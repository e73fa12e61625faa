//! Errors from attestation signing and verification.
//!
//! Messages describe what failed without including key bytes, seeds, or
//! signature data.

use std::fmt;

#[derive(Debug, Clone, PartialEq, Eq)]
pub enum CryptoError {
    /// No signer is registered under this id.
    UnsupportedSigner(String),

    /// Key or seed material is malformed (wrong length, invalid encoding).
    InvalidKeyMaterial(String),

    /// The signer could not produce a signature.
    SigningFailed {
        /// Id of the signer that failed.
        signer: String,
        /// Human-readable reason.
        reason: String,
    },

    /// The output does not carry a well-formed attestation marker.
    InvalidAttestation(String),
}

impl fmt::Display for CryptoError {
    fn fmt(&self, f: &mut fmt::Formatter<'_>) -> fmt::Result {
        match self {
            Self::UnsupportedSigner(id) => write!(f, "unsupported signer: {id}"),
            Self::InvalidKeyMaterial(msg) => write!(f, "invalid key material: {msg}"),
            Self::SigningFailed { signer, reason } => {
                write!(f, "signing failed ({signer}): {reason}")
            }
            Self::InvalidAttestation(msg) => write!(f, "invalid attestation: {msg}"),
        }
    }
}

impl std::error::Error for CryptoError {}
//! Error taxonomy for the trusted side.
//!
//! [`TaError`] values reach the caller as a [`ResultCode`]. A parse gap
//! does so only under strict parsing. Overflow refusals stay inside the
//! serializer: they degrade the result (fewer voters, shorter output) and
//! are logged and counted, but never fail the call.
//!
//! Messages describe what failed. They never echo untrusted input bytes.

use std::fmt;

use crate::dispatch::ResultCode;

/// Failure of a single field extraction.
#[derive(Clone, Copy, Debug, PartialEq, Eq)]
pub enum ExtractError {
    /// No opening or closing quote before the scan limit.
    Malformed,
    /// The captured string plus its terminator does not fit the destination.
    Overflow {
        /// Captured length in bytes.
        needed: usize,
        /// Destination capacity, terminator included.
        capacity: usize,
    },
}

impl fmt::Display for ExtractError {
    fn fmt(&self, f: &mut fmt::Formatter<'_>) -> fmt::Result {
        match self {
            Self::Malformed => write!(f, "unterminated or missing quoted string"),
            Self::Overflow { needed, capacity } => write!(
                f,
                "string of {needed} bytes does not fit destination of {capacity} bytes"
            ),
        }
    }
}

impl std::error::Error for ExtractError {}

/// A bounded append that was refused. The buffer is left unchanged.
#[derive(Clone, Copy, Debug, PartialEq, Eq)]
pub struct Overflow {
    /// Bytes already written.
    pub current: usize,
    /// Length of the refused fragment.
    pub fragment: usize,
    /// Buffer capacity, terminator included.
    pub capacity: usize,
}

impl fmt::Display for Overflow {
    fn fmt(&self, f: &mut fmt::Formatter<'_>) -> fmt::Result {
        write!(
            f,
            "append of {} bytes at length {} refused (capacity {})",
            self.fragment, self.current, self.capacity
        )
    }
}

impl std::error::Error for Overflow {}

/// Why the report parser stopped accumulating records.
#[derive(Clone, Copy, Debug, PartialEq, Eq)]
pub enum ParseGap {
    /// A record was missing the named field.
    MissingField(&'static str),
    /// A string field could not be extracted.
    BadString {
        field: &'static str,
        cause: ExtractError,
    },
    /// The record's closing `}` was never found.
    UnterminatedRecord,
}

impl fmt::Display for ParseGap {
    fn fmt(&self, f: &mut fmt::Formatter<'_>) -> fmt::Result {
        match self {
            Self::MissingField(field) => write!(f, "record missing field `{field}`"),
            Self::BadString { field, cause } => write!(f, "field `{field}`: {cause}"),
            Self::UnterminatedRecord => write!(f, "record not terminated by `}}`"),
        }
    }
}

impl std::error::Error for ParseGap {}

/// Errors produced while handling one invocation.
#[derive(Clone, Debug, PartialEq, Eq)]
pub enum TaError {
    /// Invocation parameters do not match the expected shape, or the command
    /// is not supported. Fatal to the call.
    Shape(String),
    /// The bounded working set could not be allocated. Fatal to the call.
    Resource(String),
    /// A record was malformed mid-batch. Fatal only under strict parsing.
    ParseGap(ParseGap),
}

impl TaError {
    /// Result code reported to the caller when this error aborts a call.
    pub fn result_code(&self) -> ResultCode {
        match self {
            Self::Resource(_) => ResultCode::OutOfMemory,
            Self::Shape(_) | Self::ParseGap(_) => ResultCode::BadParameters,
        }
    }
}

impl fmt::Display for TaError {
    fn fmt(&self, f: &mut fmt::Formatter<'_>) -> fmt::Result {
        match self {
            Self::Shape(msg) => write!(f, "bad parameters: {msg}"),
            Self::Resource(msg) => write!(f, "out of memory: {msg}"),
            Self::ParseGap(gap) => write!(f, "parse gap: {gap}"),
        }
    }
}

impl std::error::Error for TaError {}

impl From<ParseGap> for TaError {
    fn from(gap: ParseGap) -> Self {
        Self::ParseGap(gap)
    }
}
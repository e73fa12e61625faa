//! Bounded cursor over an untrusted byte range.
//!
//! A [`Cursor`] carries `(pos, limit)` over a borrowed slice. Every advance
//! is checked against `limit`, and `limit` is clamped to the slice length at
//! construction, so no primitive here can read past the declared input.
//!
//! Field lookup is deliberately shallow: a key matches only when it starts
//! the buffer or follows `,`, `{` or a newline (spaces, tabs and carriage
//! returns in between are skipped), and is followed by `:` or a space. That
//! keeps a key name quoted inside a string value from matching, at the cost
//! of not understanding nested objects with colliding keys.

/// Read-only cursor over `buf[..limit]`.
#[derive(Clone, Copy, Debug)]
pub struct Cursor<'a> {
    buf: &'a [u8],
    pos: usize,
    limit: usize,
}

impl<'a> Cursor<'a> {
    /// Creates a cursor at offset 0. `limit` is clamped to `buf.len()`.
    pub fn new(buf: &'a [u8], limit: usize) -> Self {
        Self {
            buf,
            pos: 0,
            limit: limit.min(buf.len()),
        }
    }

    pub fn pos(&self) -> usize {
        self.pos
    }

    pub fn limit(&self) -> usize {
        self.limit
    }

    pub fn at_end(&self) -> bool {
        self.pos >= self.limit
    }

    /// Byte under the cursor, or `None` at the limit.
    pub fn peek(&self) -> Option<u8> {
        if self.pos < self.limit {
            self.buf.get(self.pos).copied()
        } else {
            None
        }
    }

    /// Advances one byte. No-op at the limit.
    pub fn bump(&mut self) {
        if self.pos < self.limit {
            self.pos += 1;
        }
    }

    /// Moves to `pos`, saturating at the limit.
    pub fn seek(&mut self, pos: usize) {
        self.pos = pos.min(self.limit);
    }

    /// The unread bytes `buf[pos..limit]`.
    pub fn rest(&self) -> &'a [u8] {
        self.buf.get(self.pos..self.limit).unwrap_or(&[])
    }

    /// Advances `n` bytes, saturating at the limit.
    pub fn advance(&mut self, n: usize) {
        self.pos = self.pos.saturating_add(n).min(self.limit);
    }

    /// Advances while `pred` holds for the current byte.
    pub fn skip_while(&mut self, pred: impl Fn(u8) -> bool) {
        while let Some(b) = self.peek() {
            if !pred(b) {
                break;
            }
            self.pos += 1;
        }
    }

    /// Advances to the next occurrence of `needle` (cursor left on it).
    /// Returns `false` and parks at the limit when absent.
    pub fn seek_byte(&mut self, needle: u8) -> bool {
        match self.rest().iter().position(|&b| b == needle) {
            Some(off) => {
                self.pos += off;
                true
            }
            None => {
                self.pos = self.limit;
                false
            }
        }
    }

    /// Finds `key` (already quoted, e.g. `b"\"votes\""`) and returns a cursor
    /// positioned on its value, past the `:` and any space/tab/CR/LF.
    pub fn find_field(&self, key: &[u8]) -> Option<Cursor<'a>> {
        let offset = find_field(self.rest(), self.limit - self.pos, key)?;
        let mut found = *self;
        found.pos += offset;
        Some(found)
    }
}

fn is_key_boundary(b: u8) -> bool {
    matches!(b, b',' | b'{' | b'\n')
}

/// True when `hay[..at]` is empty or ends in a key boundary followed only by
/// spaces, tabs or carriage returns.
fn starts_field(hay: &[u8], at: usize) -> bool {
    match hay[..at].iter().rposition(|&b| !matches!(b, b' ' | b'\t' | b'\r')) {
        None => true,
        Some(i) => is_key_boundary(hay[i]),
    }
}

fn is_value_gap(b: u8) -> bool {
    matches!(b, b' ' | b'\t' | b'\r' | b'\n')
}

/// Locates a labelled field in `haystack[..limit]`.
///
/// Returns the offset of the first value byte, or `None` when the key does
/// not occur in field position. Never reads at or beyond `limit`.
pub fn find_field(haystack: &[u8], limit: usize, key: &[u8]) -> Option<usize> {
    let limit = limit.min(haystack.len());
    let hay = haystack.get(..limit)?;
    if key.is_empty() || key.len() > limit {
        return None;
    }

    let mut from = 0;
    while let Some(rel) = hay.get(from..)?.windows(key.len()).position(|w| w == key) {
        let at = from + rel;
        let after = at + key.len();

        let preceded = starts_field(hay, at);
        let followed = matches!(hay.get(after), Some(b':' | b' '));

        if preceded && followed {
            let colon = after + hay.get(after..)?.iter().position(|&b| b == b':')?;
            let mut value = colon + 1;
            while hay.get(value).copied().is_some_and(is_value_gap) {
                value += 1;
            }
            return Some(value);
        }
        from = after;
    }
    None
}
use anyhow::{anyhow, Context, Result};
use clap::{Args, Parser, Subcommand};
use std::io::{self, Write};
use std::path::{Path, PathBuf};
use tracing_subscriber::EnvFilter;
use zeroize::Zeroizing;

use bts_voting::attest::verify_attested_output;
use bts_voting::crypto::providers::ed25519::Ed25519Signer;
use bts_voting::crypto::registry::default_registry;
use bts_voting::crypto::{PublicKeyBytes, SigningSeed, VerificationResult};
use bts_voting::dispatch::Command;
use bts_voting::fs_guard;
use bts_voting::limits::MAX_OUTPUT_LEN;
use bts_voting::{BtsPolicy, TrustedApp};

/// A seed file holds 64 hex chars plus optional whitespace.
const MAX_KEY_FILE_BYTES: u64 = 1024;

/// Attested outputs never exceed the output ceiling; allow a trailing newline.
const MAX_ATTESTED_OUTPUT_BYTES: u64 = MAX_OUTPUT_LEN as u64 + 2;

#[derive(Parser)]
#[command(name = "bts-voting", about = "Bounded peer-prediction trust scoring", version)]
struct Cli {
    /// Policy JSON (defaults apply when omitted)
    #[arg(long, global = true)]
    policy: Option<PathBuf>,

    /// File holding a 32-byte Ed25519 seed as 64 hex chars
    #[arg(long, global = true)]
    signing_key: Option<PathBuf>,

    /// Log filter, e.g. `warn` or `bts_voting=debug`
    #[arg(long, global = true, default_value = "warn")]
    log: String,

    #[command(subcommand)]
    cmd: Cmd,
}

#[derive(Args)]
struct InputArgs {
    /// Inline data, or `-` to read stdin
    #[arg(conflicts_with = "file")]
    input: Option<String>,

    /// Read data from a file
    #[arg(long)]
    file: Option<PathBuf>,
}

#[derive(Subcommand)]
enum Cmd {
    /// Score a vote report
    ProcessVote {
        #[command(flatten)]
        input: InputArgs,

        /// Output buffer capacity in bytes, terminator included
        #[arg(long, default_value_t = MAX_OUTPUT_LEN)]
        output_capacity: usize,
    },

    /// Run the label decryption stub
    DecryptLabel {
        #[command(flatten)]
        input: InputArgs,

        /// Output buffer capacity in bytes, terminator included
        #[arg(long, default_value_t = MAX_OUTPUT_LEN)]
        output_capacity: usize,
    },

    /// Print the Ed25519 public key for --signing-key
    Pubkey,

    /// Check an Ed25519-attested output (stdin when no input is given)
    Verify {
        /// Hex-encoded 32-byte public key
        #[arg(long)]
        public_key: String,

        #[command(flatten)]
        input: InputArgs,
    },
}

fn main() -> Result<()> {
    let cli = Cli::parse();
    init_tracing(&cli.log)?;

    let seed = cli.signing_key.as_deref().map(load_seed).transpose()?;

    match cli.cmd {
        Cmd::ProcessVote {
            input,
            output_capacity,
        } => invoke(
            Command::ProcessVotes,
            cli.policy.as_deref(),
            seed.as_ref(),
            &input,
            output_capacity,
        ),
        Cmd::DecryptLabel {
            input,
            output_capacity,
        } => invoke(
            Command::DecryptLabel,
            cli.policy.as_deref(),
            seed.as_ref(),
            &input,
            output_capacity,
        ),
        Cmd::Pubkey => {
            let seed = seed.ok_or_else(|| anyhow!("pubkey requires --signing-key"))?;
            print_pubkey(&Ed25519Signer::from_seed(&seed))
        }
        Cmd::Verify { public_key, input } => verify(&public_key, &input),
    }
}

fn init_tracing(filter: &str) -> Result<()> {
    let filter =
        EnvFilter::try_new(filter).with_context(|| format!("invalid --log filter `{filter}`"))?;
    tracing_subscriber::fmt()
        .with_env_filter(filter)
        .with_writer(io::stderr)
        .with_target(false)
        .try_init()
        .map_err(|e| anyhow!("installing log subscriber: {e}"))
}

fn load_seed(path: &Path) -> Result<SigningSeed> {
    let raw = Zeroizing::new(fs_guard::read_validated(path, MAX_KEY_FILE_BYTES)?);
    let text = std::str::from_utf8(&raw)
        .map_err(|_| anyhow!("signing key {} is not UTF-8 hex", path.display()))?;
    SigningSeed::from_hex(text).with_context(|| format!("signing key {}", path.display()))
}

/// Resolves inline data, `-` (stdin) or `--file`. With neither given,
/// reads stdin when `stdin_by_default` is set.
fn read_input(args: &InputArgs, max_bytes: u64, stdin_by_default: bool) -> Result<Vec<u8>> {
    match (&args.input, &args.file) {
        (Some(s), None) if s == "-" => fs_guard::read_bounded(io::stdin().lock(), max_bytes, "stdin"),
        (Some(s), None) => Ok(s.as_bytes().to_vec()),
        (None, Some(path)) => fs_guard::read_validated(path, max_bytes),
        (None, None) if stdin_by_default => {
            fs_guard::read_bounded(io::stdin().lock(), max_bytes, "stdin")
        }
        (None, None) => Err(anyhow!("no input: pass data, `-` for stdin, or --file PATH")),
        (Some(_), Some(_)) => Err(anyhow!("pass either inline data or --file, not both")),
    }
}

fn invoke(
    command: Command,
    policy_path: Option<&Path>,
    seed: Option<&SigningSeed>,
    input: &InputArgs,
    output_capacity: usize,
) -> Result<()> {
    let policy = BtsPolicy::load(policy_path)?;
    let registry = default_registry(seed);
    let app = TrustedApp::new(&policy, &registry)?;

    // One byte over the limit still reaches the app, which rejects the
    // invocation the same way it would for any other caller.
    let data = read_input(input, policy.limits.max_input_len as u64 + 1, false)?;

    let (output, outcome) = app.invoke_bytes(command as u32, &data, output_capacity);
    if !outcome.code.is_success() {
        return Err(anyhow!("{command:?} failed: {}", outcome.code));
    }

    let mut stdout = io::stdout().lock();
    stdout.write_all(&output).context("write output")?;
    stdout.write_all(b"\n").context("write output")?;
    Ok(())
}

fn print_pubkey(signer: &Ed25519Signer) -> Result<()> {
    let doc = serde_json::json!({
        "algorithm": "ed25519",
        "format": "hex",
        "public_key": signer.public_key().to_hex(),
        "key_id": signer.key_id(),
    });
    println!("{}", serde_json::to_string_pretty(&doc)?);
    Ok(())
}

fn verify(public_key_hex: &str, input: &InputArgs) -> Result<()> {
    let public_key = PublicKeyBytes::from_hex(public_key_hex)?;
    let output = read_input(input, MAX_ATTESTED_OUTPUT_BYTES, true)?;
    match verify_attested_output(&output, &public_key)? {
        VerificationResult::Valid => {
            println!("valid");
            Ok(())
        }
        VerificationResult::Invalid { reason } => Err(anyhow!("attestation invalid: {reason}")),
    }
}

★ ★ ★ ★ ★ ★ ★

# THE PROBLEM
Please give, as a bare number, how many lines in the listing above contain "cause".

# TASK SOLUTION
2